Investigation of the HSP70 promoter of Chlorella vulgaris PKVL7422 for increasing the expression level of recombination protein

Abstract

Recently advances in recombinant proteins have been based on the development of expression systems for a variety of living organisms. Conventional expression systems include bacteria, mammalian cell, plant, and yeast. Microalgae are attracting attention as a new platform because they have several advantages such as easy required culture condition, rapid growth, high protein content, high capacity of lipid accumulation, low-cost. But, at the same time it has its limitations, low content of heterologous protein expression level. This is due to several factors, including promoters, enhancers or enhancer-like regulatory elements, codon usage bias, proteolytic degradation, and gene silencing. In this study, we focused on inducible promoter among these factors. The heterologous protein was expressed by using an inducible promoter that can express a large amount of protein in a short time instead of the existing normally promoter that makes the heterologous protein of 1 ~ 2% among total proteins. the heterologous protein. HSP70 promoter as inducible promoter was identified by RNA-Seq of transcript generated by the wild type of host, Chlorella vulgaris PKVL7422. HSP70 promoter was analyzed for expression level of transcript under heat stress condition to confirm its potential as an inducible promoter. In addition, induction tests at various temperatures were performed to find the optimal induction conditions.

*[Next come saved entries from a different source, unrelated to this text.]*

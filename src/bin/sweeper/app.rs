//! The text application: asks for a board, runs the game move by move and offers a replay.

use crate::render::Board;
use color_eyre::eyre::WrapErr;
use color_eyre::Result;
use std::io::{BufRead, Write};
use sweeper::{parse_command, Difficulty, GameConfig, Minesweeper};

/// What the application has been told on the command line.
#[derive(Debug, Default)]
pub struct Settings {
    /// The preset to play. Asked for before every game when neither this nor `custom` is set.
    pub difficulty: Option<Difficulty>,
    /// Custom dimensions, taking precedence over `difficulty`.
    pub custom: Option<GameConfig>,
    pub seed: Option<u64>,
    /// Print the mine layout under the board.
    pub debug: bool,
    pub colored: bool,
}

/// The text application
pub struct App<R, W> {
    input: R,
    output: W,
    settings: Settings,
}

impl<R: BufRead, W: Write> App<R, W> {
    pub fn new(input: R, output: W, settings: Settings) -> Self {
        App {
            input,
            output,
            settings,
        }
    }

    /// Plays games until the player declines a replay or the input runs out.
    pub fn run(&mut self) -> Result<()> {
        loop {
            let Some(config) = self.choose_config()? else {
                return Ok(());
            };

            if !self.play(config)? {
                return Ok(());
            }

            if !self.ask_play_again()? {
                return Ok(());
            }
        }
    }

    /// Reads a trimmed line, or returns [`None`] once the input is over.
    fn read_line(&mut self) -> Result<Option<String>> {
        let mut line = String::new();

        if self.input.read_line(&mut line)? == 0 {
            return Ok(None);
        }

        Ok(Some(line.trim().to_string()))
    }

    fn choose_config(&mut self) -> Result<Option<GameConfig>> {
        let config = if let Some(custom) = self.settings.custom {
            custom
        } else if let Some(difficulty) = self.settings.difficulty {
            difficulty.config()
        } else {
            loop {
                writeln!(self.output, "What size board do you want to play?")?;
                writeln!(self.output, "easy (e), medium (m), or hard (h)?")?;

                let Some(line) = self.read_line()? else {
                    return Ok(None);
                };

                match line.parse::<Difficulty>() {
                    Ok(difficulty) => break difficulty.config(),
                    Err(err) => writeln!(self.output, "I didn't understand... try again. ({})", err)?,
                }
            }
        };

        Ok(Some(config.with_seed(self.settings.seed)))
    }

    /// Plays a single game. Returns `false` if the input ran out before the game ended.
    fn play(&mut self, config: GameConfig) -> Result<bool> {
        let mut game = Minesweeper::new(config).wrap_err("Couldn't create a game. Bad parameters?")?;
        let mut placement_announced = false;

        while !game.is_won() && !game.is_lost() {
            self.show(&game)?;

            if game.placement().is_none() {
                writeln!(
                    self.output,
                    "Tip: Input of \"1,2\" means first column and second row from the bottom."
                )?;
                writeln!(self.output, "Tip: To flag a mine use 'F' - e.g. F1,2")?;
            }

            let Some(line) = self.read_line()? else {
                return Ok(false);
            };

            let command = match parse_command(&line, config.rows_amount, config.columns_amount) {
                Ok(command) => command,
                Err(err) => {
                    writeln!(self.output, "{}. Try again.", err)?;
                    continue;
                }
            };

            game.submit_move(command)?;

            if let (Some(report), false) = (game.placement(), placement_announced) {
                writeln!(
                    self.output,
                    "NOTE: Every spot has a {}% chance of a mine! Watch out!",
                    report.mine_chance_percentage()
                )?;

                if !report.is_complete() {
                    writeln!(
                        self.output,
                        "NOTE: hmmm... only {} of {} mines were added to the board, but we are continuing anyway!",
                        report.placed(),
                        report.requested()
                    )?;
                }

                placement_announced = true;
            }
        }

        self.show(&game)?;

        if game.is_won() {
            writeln!(self.output, "YOU WON!!!")?;
        } else {
            writeln!(self.output, "You blew up... Sorry.")?;
        }

        Ok(true)
    }

    fn show(&mut self, game: &Minesweeper) -> Result<()> {
        writeln!(self.output, "{}", Board::new(&game.snapshot(), self.settings.colored))?;
        writeln!(
            self.output,
            "Flags: {} / Mines: {}",
            game.flagged_cells_amount(),
            game.mines_amount()
        )?;

        if self.settings.debug && game.get_field().is_populated() {
            writeln!(self.output, "Debug:\n{:?}", game.get_field())?;
        }

        Ok(())
    }

    fn ask_play_again(&mut self) -> Result<bool> {
        loop {
            writeln!(self.output, "Do you want to play again?")?;
            writeln!(self.output, "Yes (y) or No (n)?")?;

            match self.read_line()?.as_deref() {
                Some("y") => return Ok(true),
                Some("n") | None => return Ok(false),
                Some(_) => writeln!(self.output, "I didn't understand... try again.")?,
            }
        }
    }
}

#[cfg(test)]
mod test {
    use super::{App, Settings};
    use std::io::Cursor;
    use sweeper::{Difficulty, GameConfig};

    fn run_scripted(settings: Settings, script: &str) -> String {
        let mut output = Vec::new();
        App::new(Cursor::new(script.to_string()), &mut output, settings)
            .run()
            .unwrap();

        String::from_utf8(output).unwrap()
    }

    fn mine_free_settings() -> Settings {
        Settings {
            custom: Some(GameConfig::new(2, 2, 0)),
            seed: Some(0),
            ..Settings::default()
        }
    }

    #[test]
    fn a_mine_free_board_is_won_with_the_first_move() {
        let output = run_scripted(mine_free_settings(), "1,1\nn\n");

        assert!(output.contains("YOU WON!!!"));
        assert!(output.contains("Do you want to play again?"));
    }

    #[test]
    fn bad_moves_are_reported_and_asked_again() {
        let output = run_scripted(mine_free_settings(), "zz\n3,1\n1,1\nn\n");

        assert!(output.contains("couldn't understand `zz`"));
        assert!(output.contains("there's no cell at column 3, row 1"));
        assert!(output.contains("YOU WON!!!"));
    }

    #[test]
    fn the_replay_starts_a_new_game() {
        let output = run_scripted(mine_free_settings(), "1,1\ny\n2,2\nn\n");

        assert_eq!(output.matches("YOU WON!!!").count(), 2);
    }

    #[test]
    fn the_difficulty_is_asked_for_when_not_given() {
        let output = run_scripted(Settings::default(), "x\ne\n");

        assert!(output.contains("What size board do you want to play?"));
        assert!(output.contains("I didn't understand... try again."));
        // The easy board has 9 rows.
        assert!(output.contains(" < 9\n"));
    }

    #[test]
    fn the_mine_chance_is_announced_after_the_first_move() {
        let settings = Settings {
            difficulty: Some(Difficulty::Easy),
            seed: Some(1),
            ..Settings::default()
        };

        let output = run_scripted(settings, "5,5\n");

        assert!(output.contains("NOTE: Every spot has a 12% chance of a mine! Watch out!"));
    }

    #[test]
    fn a_shortfall_is_announced() {
        let settings = Settings {
            custom: Some(GameConfig::new(3, 3, 8)),
            seed: Some(0),
            ..Settings::default()
        };

        let output = run_scripted(settings, "2,2\nn\n");

        assert!(output.contains("only 0 of 8 mines were added"));
        assert!(output.contains("YOU WON!!!"));
    }

    #[test]
    fn the_debug_mode_prints_the_mine_layout() {
        let settings = Settings {
            custom: Some(GameConfig::new(2, 2, 0)),
            debug: true,
            ..Settings::default()
        };

        let output = run_scripted(settings, "1,1\nn\n");

        assert!(output.contains("Debug:\n_ _ \n_ _ \n"));
    }

    #[test]
    fn the_end_of_input_quits() {
        assert!(run_scripted(Settings::default(), "").contains("easy (e), medium (m), or hard (h)?"));
    }
}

The transformed microalgae confirmed the integration of the insert gene by PCR. The transformed microalgae were induced by the determined heat induction conditions and the expression level was confirmed by SDS-PAGE and western blot.

최근 재조합 단백질은 다양한 생물에서의 발현 시스템의 개발을 이루고 있다. 이전의 발현 시스템은 세균, 포유동물세포, 식물, 효모 등을 포함한다. 이중 미세조류는 쉬운 배양 조건, 빠른 성장속도, 높은 단백질 함량, 높은 지질 축적 능력, 저렴한 생산비용 등 여러가지 장점을 가지고 있어 새로운 플랫폼으로 주목받고 있다. 그러나 동시에 이종 단백질의 발현 수준이 낮다는 단점을 가진다. 이러한 단점은 프로모터, 인핸서 또는 인핸서와 유사한 조절 요소, 코돈 편중, 단백질 분해 및 유전자 침묵을 비롯한 여러 가지 요인 때문이다. 이 연구에서 우리는 이러한 요인들 중에서 유도성 프로모터에 중점을 두었고, 총 단백질의 1 ~ 2%의 이종 단백질을 만드는 기존의 프로모터 대신 단기간에 다량의 단백질을 발현 할 수 있는 유도성 프로모터를 사용하여 이종 단백질이 발현되었다. 유도성 프로모터로서의 HSP70 프로모터는 야생형의 숙주에서 NaCl 스트레스 처리된 전사체의 RNA-Seq에 의해 확인되었다. HSP70 프로모터를 열 스트레스 조건 하에서 전사체의 발현 수준을 분석하여 유도성 프로모터로서의 잠재력을 확인하였다. 또한 최적의 유도 조건을 찾기 위해 다양한 온도에서의 유도 시험이 수행되었다. 형질 전환된 미세조류는 중합효소 연쇄 반응에 의한 삽입 유전자의 통합을 확인하였다. 결정된 열 유도 조건에 의해 형질 전환된 미세 조류의 발현이 유도되었고, 발현 수준은 SDS-PAGE 및 웨스턴 블롯에 의해 확인되었다.